## EXERCISE REQUIREMENTS
Set down exactly, from the records below, the line with "Datadog, Inc. https://www.datadoghq.com/" through the line with "sites, &mut events);", and nothing else.

## EXTRACTED ENTRIES
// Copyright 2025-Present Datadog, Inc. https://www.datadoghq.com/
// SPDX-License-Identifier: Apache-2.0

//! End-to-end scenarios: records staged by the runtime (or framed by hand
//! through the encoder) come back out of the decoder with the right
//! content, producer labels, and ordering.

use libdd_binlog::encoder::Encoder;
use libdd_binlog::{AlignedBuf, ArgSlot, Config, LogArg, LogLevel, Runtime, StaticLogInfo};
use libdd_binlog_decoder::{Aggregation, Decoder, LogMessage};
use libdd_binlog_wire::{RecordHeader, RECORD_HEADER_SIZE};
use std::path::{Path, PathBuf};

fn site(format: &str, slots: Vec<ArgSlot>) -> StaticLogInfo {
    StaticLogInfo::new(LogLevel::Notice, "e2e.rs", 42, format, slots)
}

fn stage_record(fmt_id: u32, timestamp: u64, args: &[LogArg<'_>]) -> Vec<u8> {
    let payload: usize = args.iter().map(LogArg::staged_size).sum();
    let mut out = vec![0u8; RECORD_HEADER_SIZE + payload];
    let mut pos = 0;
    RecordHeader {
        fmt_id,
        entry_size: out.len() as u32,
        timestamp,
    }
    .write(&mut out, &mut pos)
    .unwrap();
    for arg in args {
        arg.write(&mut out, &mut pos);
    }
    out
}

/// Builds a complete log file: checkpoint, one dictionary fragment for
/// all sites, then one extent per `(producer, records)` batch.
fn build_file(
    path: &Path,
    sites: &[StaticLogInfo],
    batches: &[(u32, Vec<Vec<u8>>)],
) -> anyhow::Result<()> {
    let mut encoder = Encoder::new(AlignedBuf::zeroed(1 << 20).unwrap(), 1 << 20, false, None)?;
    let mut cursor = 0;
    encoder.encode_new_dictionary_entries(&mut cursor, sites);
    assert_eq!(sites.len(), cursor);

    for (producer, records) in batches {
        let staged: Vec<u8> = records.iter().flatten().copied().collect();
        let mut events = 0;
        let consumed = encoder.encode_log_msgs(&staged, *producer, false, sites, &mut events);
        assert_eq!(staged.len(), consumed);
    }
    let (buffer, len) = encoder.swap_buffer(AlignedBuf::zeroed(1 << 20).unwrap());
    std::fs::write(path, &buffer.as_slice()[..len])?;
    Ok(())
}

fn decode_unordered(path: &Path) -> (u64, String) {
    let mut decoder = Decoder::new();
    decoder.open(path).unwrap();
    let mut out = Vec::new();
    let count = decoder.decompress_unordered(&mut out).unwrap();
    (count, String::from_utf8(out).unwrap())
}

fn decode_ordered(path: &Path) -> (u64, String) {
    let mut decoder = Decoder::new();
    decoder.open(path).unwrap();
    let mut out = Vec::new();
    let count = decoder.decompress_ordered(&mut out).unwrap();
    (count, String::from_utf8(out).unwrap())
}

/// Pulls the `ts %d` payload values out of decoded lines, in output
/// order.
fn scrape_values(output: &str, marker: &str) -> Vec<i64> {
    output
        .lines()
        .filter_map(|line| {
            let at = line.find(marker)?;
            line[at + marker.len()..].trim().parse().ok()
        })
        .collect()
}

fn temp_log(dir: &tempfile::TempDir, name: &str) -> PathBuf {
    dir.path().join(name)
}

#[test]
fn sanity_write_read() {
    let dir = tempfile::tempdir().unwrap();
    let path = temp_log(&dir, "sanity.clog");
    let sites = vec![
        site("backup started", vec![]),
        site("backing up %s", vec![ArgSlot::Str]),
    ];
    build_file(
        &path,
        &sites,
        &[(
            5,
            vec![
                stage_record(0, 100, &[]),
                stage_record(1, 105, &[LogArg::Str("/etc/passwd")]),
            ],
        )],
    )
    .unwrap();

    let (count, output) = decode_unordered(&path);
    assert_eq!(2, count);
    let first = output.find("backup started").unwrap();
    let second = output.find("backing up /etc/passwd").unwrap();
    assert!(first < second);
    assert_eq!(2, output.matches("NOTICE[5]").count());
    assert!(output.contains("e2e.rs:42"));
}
--
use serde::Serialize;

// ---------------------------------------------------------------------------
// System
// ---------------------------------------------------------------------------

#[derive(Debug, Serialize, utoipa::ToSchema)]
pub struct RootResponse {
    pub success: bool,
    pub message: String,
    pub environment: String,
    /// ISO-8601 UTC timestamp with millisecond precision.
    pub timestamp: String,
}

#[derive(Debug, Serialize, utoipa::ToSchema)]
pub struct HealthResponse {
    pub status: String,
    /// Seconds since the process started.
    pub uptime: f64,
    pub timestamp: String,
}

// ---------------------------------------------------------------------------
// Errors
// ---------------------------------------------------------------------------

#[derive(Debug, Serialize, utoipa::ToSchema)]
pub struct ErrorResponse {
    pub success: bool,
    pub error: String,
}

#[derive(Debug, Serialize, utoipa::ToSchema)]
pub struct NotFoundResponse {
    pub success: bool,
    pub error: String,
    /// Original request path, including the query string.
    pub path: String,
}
---
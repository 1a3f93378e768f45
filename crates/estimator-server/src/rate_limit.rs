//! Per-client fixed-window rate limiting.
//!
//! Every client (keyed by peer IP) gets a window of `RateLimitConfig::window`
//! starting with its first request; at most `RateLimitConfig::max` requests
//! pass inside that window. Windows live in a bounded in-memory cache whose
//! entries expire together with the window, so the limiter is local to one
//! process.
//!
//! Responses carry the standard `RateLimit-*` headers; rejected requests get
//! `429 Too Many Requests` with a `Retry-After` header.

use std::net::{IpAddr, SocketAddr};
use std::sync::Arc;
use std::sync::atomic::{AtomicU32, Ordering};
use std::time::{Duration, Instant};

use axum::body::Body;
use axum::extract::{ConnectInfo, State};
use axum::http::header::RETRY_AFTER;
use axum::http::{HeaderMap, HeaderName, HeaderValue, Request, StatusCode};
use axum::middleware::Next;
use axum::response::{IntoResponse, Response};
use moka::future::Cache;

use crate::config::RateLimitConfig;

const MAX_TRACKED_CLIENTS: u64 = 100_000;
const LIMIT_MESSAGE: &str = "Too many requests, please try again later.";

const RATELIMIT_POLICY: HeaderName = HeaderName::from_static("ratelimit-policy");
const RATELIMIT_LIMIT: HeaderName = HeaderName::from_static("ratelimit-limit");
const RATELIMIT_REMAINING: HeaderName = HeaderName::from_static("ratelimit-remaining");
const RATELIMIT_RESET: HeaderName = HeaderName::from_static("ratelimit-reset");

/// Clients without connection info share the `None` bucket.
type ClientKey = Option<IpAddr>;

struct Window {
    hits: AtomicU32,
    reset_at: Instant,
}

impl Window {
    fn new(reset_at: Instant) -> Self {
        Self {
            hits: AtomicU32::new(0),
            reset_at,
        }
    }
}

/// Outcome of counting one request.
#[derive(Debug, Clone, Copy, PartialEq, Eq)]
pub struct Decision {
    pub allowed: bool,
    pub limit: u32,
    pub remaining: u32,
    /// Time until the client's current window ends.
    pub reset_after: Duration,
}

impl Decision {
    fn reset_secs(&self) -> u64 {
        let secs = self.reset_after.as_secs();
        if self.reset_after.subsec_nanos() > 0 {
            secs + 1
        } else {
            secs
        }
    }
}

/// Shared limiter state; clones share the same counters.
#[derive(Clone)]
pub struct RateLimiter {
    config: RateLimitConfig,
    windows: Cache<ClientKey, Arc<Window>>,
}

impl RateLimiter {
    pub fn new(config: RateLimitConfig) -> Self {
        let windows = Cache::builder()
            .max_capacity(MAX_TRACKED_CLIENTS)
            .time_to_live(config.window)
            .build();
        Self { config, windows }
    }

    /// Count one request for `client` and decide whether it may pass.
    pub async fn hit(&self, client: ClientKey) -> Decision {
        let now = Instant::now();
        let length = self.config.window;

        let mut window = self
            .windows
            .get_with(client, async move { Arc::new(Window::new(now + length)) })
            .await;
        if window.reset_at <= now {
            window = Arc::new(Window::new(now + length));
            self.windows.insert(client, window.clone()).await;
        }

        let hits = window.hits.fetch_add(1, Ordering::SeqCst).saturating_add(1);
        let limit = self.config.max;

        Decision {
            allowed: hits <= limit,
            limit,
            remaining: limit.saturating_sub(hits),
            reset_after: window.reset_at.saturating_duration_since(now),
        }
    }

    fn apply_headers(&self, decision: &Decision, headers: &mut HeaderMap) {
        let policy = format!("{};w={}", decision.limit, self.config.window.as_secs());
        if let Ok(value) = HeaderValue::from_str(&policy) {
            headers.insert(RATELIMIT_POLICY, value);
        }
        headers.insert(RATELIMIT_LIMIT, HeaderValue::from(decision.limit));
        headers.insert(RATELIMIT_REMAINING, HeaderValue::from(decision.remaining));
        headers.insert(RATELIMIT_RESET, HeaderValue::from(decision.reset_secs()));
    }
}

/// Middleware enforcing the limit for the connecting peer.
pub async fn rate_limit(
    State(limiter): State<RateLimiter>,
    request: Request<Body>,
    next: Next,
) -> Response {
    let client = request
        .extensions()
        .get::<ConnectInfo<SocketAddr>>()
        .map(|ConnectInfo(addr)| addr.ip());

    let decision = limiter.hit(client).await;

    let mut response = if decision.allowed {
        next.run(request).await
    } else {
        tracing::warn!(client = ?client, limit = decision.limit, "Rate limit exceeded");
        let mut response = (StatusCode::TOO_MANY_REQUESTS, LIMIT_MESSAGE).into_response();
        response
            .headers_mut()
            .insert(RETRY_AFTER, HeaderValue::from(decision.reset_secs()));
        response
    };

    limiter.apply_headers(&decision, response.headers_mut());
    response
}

## TASK RESULT
// Copyright 2025-Present Datadog, Inc. https://www.datadoghq.com/
// SPDX-License-Identifier: Apache-2.0

//! End-to-end scenarios: records staged by the runtime (or framed by hand
//! through the encoder) come back out of the decoder with the right
//! content, producer labels, and ordering.

use libdd_binlog::encoder::Encoder;
use libdd_binlog::{AlignedBuf, ArgSlot, Config, LogArg, LogLevel, Runtime, StaticLogInfo};
use libdd_binlog_decoder::{Aggregation, Decoder, LogMessage};
use libdd_binlog_wire::{RecordHeader, RECORD_HEADER_SIZE};
use std::path::{Path, PathBuf};

fn site(format: &str, slots: Vec<ArgSlot>) -> StaticLogInfo {
    StaticLogInfo::new(LogLevel::Notice, "e2e.rs", 42, format, slots)
}

fn stage_record(fmt_id: u32, timestamp: u64, args: &[LogArg<'_>]) -> Vec<u8> {
    let payload: usize = args.iter().map(LogArg::staged_size).sum();
    let mut out = vec![0u8; RECORD_HEADER_SIZE + payload];
    let mut pos = 0;
    RecordHeader {
        fmt_id,
        entry_size: out.len() as u32,
        timestamp,
    }
    .write(&mut out, &mut pos)
    .unwrap();
    for arg in args {
        arg.write(&mut out, &mut pos);
    }
    out
}

/// Builds a complete log file: checkpoint, one dictionary fragment for
/// all sites, then one extent per `(producer, records)` batch.
fn build_file(
    path: &Path,
    sites: &[StaticLogInfo],
    batches: &[(u32, Vec<Vec<u8>>)],
) -> anyhow::Result<()> {
    let mut encoder = Encoder::new(AlignedBuf::zeroed(1 << 20).unwrap(), 1 << 20, false, None)?;
    let mut cursor = 0;
    encoder.encode_new_dictionary_entries(&mut cursor, sites);
    assert_eq!(sites.len(), cursor);

    for (producer, records) in batches {
        let staged: Vec<u8> = records.iter().flatten().copied().collect();
        let mut events = 0;
        let consumed = encoder.encode_log_msgs(&staged, *producer, false, sites, &mut events);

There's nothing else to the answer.